▽

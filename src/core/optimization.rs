use super::amount::TokenAmount;
use super::constants::ONE;
use super::error::QuoteError;
use super::math::{self, complement, Rounding};
use super::types::{PathWithAmount, PoolMap, SwapKind, SwapRoute, TradePath};
use num_bigint::BigUint;
use num_traits::{One, Zero};
use rayon::prelude::*;
use tokio_util::sync::CancellationToken;

// Spot rate is sampled with this fraction of the swap amount
const SPOT_SAMPLE_DIVISOR: u32 = 10_000;

/// Splits a trade across candidate paths by handing out equal increments to
/// whichever path has the best marginal price at that point.
pub struct Optimizer<'a> {
    pools: &'a PoolMap,
    kind: SwapKind,
    total_amount: BigUint,
    max_paths: usize,
    split_steps: usize,
    cancel: &'a CancellationToken,
}

pub fn optimize_route(
    paths: &[TradePath],
    pools: &PoolMap,
    kind: SwapKind,
    amount: &BigUint,
    max_paths: usize,
    split_steps: usize,
    cancel: &CancellationToken,
) -> Option<SwapRoute> {
    Optimizer::new(pools, kind, amount.clone(), max_paths, split_steps, cancel).optimize(paths)
}

impl<'a> Optimizer<'a> {
    pub fn new(
        pools: &'a PoolMap,
        kind: SwapKind,
        total_amount: BigUint,
        max_paths: usize,
        split_steps: usize,
        cancel: &'a CancellationToken,
    ) -> Self {
        Self {
            pools,
            kind,
            total_amount,
            max_paths,
            split_steps,
            cancel,
        }
    }

    // True when `a` returns a better amount than `b` for this trade direction
    fn better(&self, a: &BigUint, b: &BigUint) -> bool {
        match self.kind {
            SwapKind::GivenIn => a > b,
            SwapKind::GivenOut => a < b,
        }
    }

    fn price(&self, path: &TradePath, amount: &BigUint) -> Result<PathWithAmount, QuoteError> {
        path.price(self.kind, amount, self.pools)
    }

    // Full amount on one path. Paths that fail or return nothing drop out.
    fn rank_candidate(&self, path: &TradePath) -> Option<PathWithAmount> {
        match self.price(path, &self.total_amount) {
            Ok(priced) if !priced.return_amount(self.kind).is_zero() => Some(priced),
            Ok(_) => {
                tracing::debug!(target: "optimizer", path=%path, "Path returns nothing");
                None
            }
            Err(e) => {
                tracing::debug!(target: "optimizer", path=%path, error=%e, "Path rejected");
                None
            }
        }
    }

    /// `None` when no candidate path can carry the full amount or the search
    /// was cancelled before any could be priced.
    pub fn optimize(&self, paths: &[TradePath]) -> Option<SwapRoute> {
        let ranked: Vec<PathWithAmount> = paths
            .par_iter()
            .filter_map(|path| {
                // Keep whatever was priced before the deadline
                if self.cancel.is_cancelled() {
                    return None;
                }
                self.rank_candidate(path)
            })
            .collect();
        self.allocate(ranked)
    }

    /// Picks between the best single path and a split across the top
    /// `max_paths` of `ranked`. Once cancelled the best single path stands.
    pub fn allocate(&self, mut ranked: Vec<PathWithAmount>) -> Option<SwapRoute> {
        if ranked.is_empty() {
            return None;
        }

        // Stable sort keeps enumeration order between equal quotes
        ranked.sort_by(|a, b| {
            let (a, b) = (&a.return_amount(self.kind).raw, &b.return_amount(self.kind).raw);
            match self.kind {
                SwapKind::GivenIn => b.cmp(a),
                SwapKind::GivenOut => a.cmp(b),
            }
        });
        ranked.truncate(self.max_paths.max(1));

        let best_path = ranked[0].path.clone();
        let single = self.single_route(ranked[0].clone());
        let route = if ranked.len() > 1 && self.split_steps > 1 {
            match self.split(&ranked) {
                Some(split) if self.better(&split.return_amount, &single.return_amount) => split,
                _ => single,
            }
        } else {
            single
        };

        Some(self.with_price_impact(route, &best_path))
    }

    fn single_route(&self, priced: PathWithAmount) -> SwapRoute {
        let return_amount = priced.return_amount(self.kind).raw.clone();
        SwapRoute {
            swap_kind: self.kind,
            paths: vec![priced],
            swap_amount: self.total_amount.clone(),
            return_amount,
            price_impact: BigUint::zero(),
        }
    }

    // Greedy marginal allocation, then a joint re-price of the chosen split.
    // Gives up (None) when cancelled or when an increment fits nowhere.
    fn split(&self, candidates: &[PathWithAmount]) -> Option<SwapRoute> {
        let steps = BigUint::from(self.split_steps);
        let increment = &self.total_amount / &steps;
        if increment.is_zero() {
            return None;
        }
        let last_increment = &self.total_amount - &increment * (&steps - BigUint::one());

        let mut allocations = vec![BigUint::zero(); candidates.len()];
        // Return amount of every candidate at its current allocation
        let mut values: Vec<Option<TokenAmount>> = vec![None; candidates.len()];

        for step in 0..self.split_steps {
            if self.cancel.is_cancelled() {
                tracing::debug!(target: "optimizer", step, "Cancelled, keeping best single path");
                return None;
            }
            let increment = if step + 1 == self.split_steps {
                &last_increment
            } else {
                &increment
            };

            let quotes: Vec<Option<TokenAmount>> = candidates
                .par_iter()
                .zip(allocations.par_iter())
                .map(|(candidate, allocated)| {
                    self.price(&candidate.path, &(allocated + increment))
                        .ok()
                        .map(|priced| priced.return_amount(self.kind).clone())
                })
                .collect();

            let mut chosen: Option<(usize, BigUint, TokenAmount)> = None;
            for (i, quote) in quotes.into_iter().enumerate() {
                let Some(quote) = quote else { continue };
                // GivenIn gains output, GivenOut pays more input
                let marginal = match &values[i] {
                    Some(current) => quote.checked_sub(current).map(|gap| gap.raw).unwrap_or_default(),
                    None => quote.raw.clone(),
                };
                let replace = match &chosen {
                    None => true,
                    Some((_, best, _)) => self.better(&marginal, best),
                };
                if replace {
                    chosen = Some((i, marginal, quote));
                }
            }

            let (i, _, quote) = chosen?;
            allocations[i] += increment;
            values[i] = Some(quote);
        }

        self.reprice(candidates, &allocations)
    }

    // Prices the allocation path after path against one working copy of the
    // pools so that shared pools are only drained once.
    fn reprice(&self, candidates: &[PathWithAmount], allocations: &[BigUint]) -> Option<SwapRoute> {
        let mut working = PoolMap::new();
        for candidate in candidates {
            for hop in &candidate.path.hops {
                if let Some(pool) = self.pools.get(&hop.pool_id) {
                    working.entry(hop.pool_id.clone()).or_insert_with(|| pool.clone());
                }
            }
        }

        let mut paths = Vec::new();
        let mut total: Option<TokenAmount> = None;
        for (candidate, allocated) in candidates.iter().zip(allocations) {
            if allocated.is_zero() {
                continue;
            }
            let priced = match candidate.path.price_on(self.kind, allocated, &mut working) {
                Ok(priced) => priced,
                Err(e) => {
                    tracing::debug!(target: "optimizer", path=%candidate.path, error=%e, "Split no longer fits");
                    return None;
                }
            };
            let leg = priced.return_amount(self.kind);
            total = match total {
                None => Some(leg.clone()),
                Some(sum) => match sum.checked_add(leg) {
                    Ok(sum) => Some(sum),
                    Err(e) => {
                        tracing::warn!(target: "optimizer", path=%candidate.path, error=%e, "Split legs disagree on token");
                        return None;
                    }
                },
            };
            paths.push(priced);
        }

        Some(SwapRoute {
            swap_kind: self.kind,
            paths,
            swap_amount: self.total_amount.clone(),
            return_amount: total?.raw,
            price_impact: BigUint::zero(),
        })
    }

    // 1 - effective rate / spot rate, the spot rate taken from a small sample
    // trade on the best path. Zero when the sample cannot be priced.
    fn with_price_impact(&self, mut route: SwapRoute, best_path: &TradePath) -> SwapRoute {
        let sample = (&self.total_amount / SPOT_SAMPLE_DIVISOR).max(BigUint::one());
        let sample_return = match self.price(best_path, &sample) {
            Ok(priced) => priced.return_amount(self.kind).raw.clone(),
            Err(_) => return route,
        };

        let ratio = match self.kind {
            SwapKind::GivenIn => math::mul_div(
                &(&route.return_amount * &sample),
                &ONE(),
                &(&self.total_amount * &sample_return),
                Rounding::Up,
            ),
            SwapKind::GivenOut => math::mul_div(
                &(&self.total_amount * &sample_return),
                &ONE(),
                &(&route.return_amount * &sample),
                Rounding::Up,
            ),
        };
        if let Ok(ratio) = ratio {
            route.price_impact = complement(&ratio);
        }
        route
    }
}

△

**Work task**
Which of the lines in the data contain the string "working"? Return each one.

**Solution below**
    // Prices the allocation path after path against one working copy of the
        let mut working = PoolMap::new();
                    working.entry(hop.pool_id.clone()).or_insert_with(|| pool.clone());
            let priced = match candidate.path.price_on(self.kind, allocated, &mut working) {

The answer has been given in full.